SFO Accident: Shocking in Its Rarity
On Saturday afternoon, I was grinding away on the cross trainer at my local gym watching CNN try cover the Asiana crash at San Francisco. I say "try" because reporters with absolutely no meaningful information were attempting to fill air time. Nothing new about that. For the hour or so that I watched the coverage, it had fewer inanities than I'd have expected.
But I was also wondering how long it would take the networks to figure out what the real story was and that's this: We don't see this sort of thing very often. Even those of us involved in aviation lose track of overall accident trends. While I was pedaling, I was searching my mental database for the last time there was a hull-loss accident involving fatalities for Part 121 carriers in the U.S. All I could come up with was the Colgan crash in Buffalo in February of 2009. When I got home and swept the NTSB database, I found I was right. That's almost five years without a major airline accident and if that's not shocking, it's at least impressive. And before that, it was the Lexington, Kentucky Comair crash. Guess when that was? It was 2006, seven years ago next month.

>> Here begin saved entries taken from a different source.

pub mod shops;

use axum::{
    extract::State,
    http::{Method, Uri},
    routing::get,
    Json, Router,
};
use tower_http::{
    cors::CorsLayer,
    trace::{DefaultMakeSpan, DefaultOnFailure, DefaultOnRequest, DefaultOnResponse, TraceLayer},
};
use tracing::Level;

use common::types::{Health, MessageBody};

use crate::errors::ApiError;
use crate::state::AppState;

pub async fn health() -> Json<Health> {
    Json(Health { status: "ok" })
}

/// Fallback for unknown paths and for known paths hit with an unsupported method.
pub async fn endpoint_not_found() -> ApiError {
    ApiError::EndpointNotFound
}

/// Router-level fallback. `DELETE` on any path beginning with `/shops`
/// clears the table; everything else is an unknown endpoint.
pub async fn unmatched(
    state: State<AppState>,
    method: Method,
    uri: Uri,
) -> Result<Json<MessageBody>, ApiError> {
    if method == Method::DELETE && uri.path().starts_with("/shops") {
        return shops::delete_all_shops(state).await;
    }
    Err(ApiError::EndpointNotFound)
}

/// Build the full application router
pub fn build_router(state: AppState, cors: CorsLayer) -> Router {
    let shop_routes = Router::new()
        .route(
            "/shops",
            get(shops::list_shops)
                .delete(shops::delete_all_shops)
                .fallback(endpoint_not_found),
        )
        .route(
            "/shop",
            get(shops::get_shop)
                .post(shops::create_shop)
                .put(shops::update_shop)
                .delete(shops::delete_shop)
                .fallback(endpoint_not_found),
        );

    Router::new()
        .route("/health", get(health).fallback(endpoint_not_found))
        .merge(shop_routes)
        .fallback(unmatched)
        .with_state(state)
        .layer(cors)
        .layer(
            TraceLayer::new_for_http()
                .make_span_with(DefaultMakeSpan::new().level(Level::INFO).include_headers(false))
                .on_request(DefaultOnRequest::new().level(Level::DEBUG))
                .on_response(DefaultOnResponse::new().level(Level::INFO).include_headers(false))
                .on_failure(DefaultOnFailure::new().level(Level::ERROR)),
        )
}
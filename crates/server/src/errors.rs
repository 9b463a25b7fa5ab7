use axum::http::StatusCode;
use axum::response::{IntoResponse, Response};
use axum::Json;
use common::types::ErrorBody;
use service::errors::ServiceError;
use service::shops::ShopValidationError;
use thiserror::Error;
use tracing::error;

/// Every failure a handler can report. Rendered as `{"error": <Display>}`.
#[derive(Debug, Error)]
pub enum ApiError {
    #[error("Shop not found")]
    ShopNotFound,
    #[error("Endpoint not found")]
    EndpointNotFound,
    #[error("{0}")]
    BadRequest(#[from] ShopValidationError),
    #[error("Shop already exists")]
    Conflict,
    #[error("Failed to persist shops")]
    Storage(String),
}

impl ApiError {
    pub fn status(&self) -> StatusCode {
        match self {
            Self::ShopNotFound | Self::EndpointNotFound => StatusCode::NOT_FOUND,
            Self::BadRequest(_) => StatusCode::BAD_REQUEST,
            Self::Conflict => StatusCode::CONFLICT,
            Self::Storage(_) => StatusCode::INTERNAL_SERVER_ERROR,
        }
    }
}

impl From<ServiceError> for ApiError {
    fn from(e: ServiceError) -> Self {
        match e {
            ServiceError::NotFound(_) => Self::ShopNotFound,
            ServiceError::Conflict(_) => Self::Conflict,
            ServiceError::Storage(msg) | ServiceError::Corrupt(msg) => Self::Storage(msg),
        }
    }
}

impl IntoResponse for ApiError {
    fn into_response(self) -> Response {
        let status = self.status();
        if let Self::Storage(detail) = &self {
            error!(error = %detail, "request failed while persisting shops");
        }
        (status, Json(ErrorBody::new(self.to_string()))).into_response()
    }
}
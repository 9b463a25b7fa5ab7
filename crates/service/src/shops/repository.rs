use async_trait::async_trait;

use crate::errors::ServiceError;
use crate::shops::domain::{NewShop, Shop, ShopPatch};

/// Trait abstraction over the shop table so handlers can be driven by any store.
#[async_trait]
pub trait ShopRepository: Send + Sync {
    /// All shops in insertion order.
    async fn list(&self) -> Vec<Shop>;
    async fn get(&self, id: u64) -> Option<Shop>;
    /// Fails with `Conflict` if a shop with the same name exists.
    async fn create(&self, input: NewShop) -> Result<Shop, ServiceError>;
    /// Fails with `NotFound` if `id` is unknown.
    async fn update(&self, id: u64, patch: ShopPatch) -> Result<Shop, ServiceError>;
    /// Returns whether a shop was removed.
    async fn delete(&self, id: u64) -> Result<bool, ServiceError>;
    /// Removes every shop, returning how many were dropped.
    async fn clear(&self) -> Result<usize, ServiceError>;
}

You'll occasionally hear safety experts argue that the airline accident rate could still be improved, but it's difficult to see how, given the nature of random chance and that humans, by and large, still operate the entire man-machine interface. The fatal accident rate for the scheduled airlines has been effectively zero since 2010 and even the Colgan crash barely nudged the needle off the peg. The overall accident rate for the airlines—and that includes everything from the catering truck bashing a door to runway departures from contaminated runways—stands at about 0.162/100,000 hours. To put that in context, the general aviation rate, at 6.3, is 39 times higher.
And we all know how this has been achieved and maintained. There's no silver bullet, but a combination of better equipment and engines, safety trend monitoring and information exchange, improved training and refined cockpit procedures. Even knowing all of that, the sheer numbers involved are astounding. In the U.S., there are about 10 million scheduled flights per year or 27,000 a day, give or take. So out of all those takeoffs and landings, you'd figure that in at least one or two a year, someone would get slow on final, lose it in a crosswind or just otherwise really prang one and tear up an airplane. That does happen, but it so rarely involves fatalities that it's not too much of an exaggeration to say the airline industry has managed to squeeze random chance out of its operations, a fact that makes the Asiana crash seem all the more rare, which it in fact, is.
As the Sunday news cycle spun up, the inevitable speculation began and while I'm not interested in joining it, I did find one remarkable picture of the accident which shows the what if not the why. It's an aerial photo looking back from the departure end of runway 28L toward the approach end. None of the dozens of other photos and frame grabs I saw show what this one does.
Specifically, the airplane came to a stop in about 1500 feet. Note that in the photo, the wreckage is abeam the first fixed-distance marker just past the aiming point markers. You can see the broken off horizontal and vertical fins just shy of the threshold. So what's the approach speed for a 777—maybe 140 knots indicated or so at a post-oceanic flight landing weight? That's a lot of energy dissipation in a short distance, suggesting a very violent ride and probably laudable crashworthiness, too, considering there were only two fatalities. Despite the ugly outcome and even the fire, modern air transports can clearly take a beating and still remain survivablely intact and passengers, thanks to trained crew, can get out of them in a hurry. To me, that's as impressive as the aforementioned accident rates. Let's hope that finds its way into the news stories, too.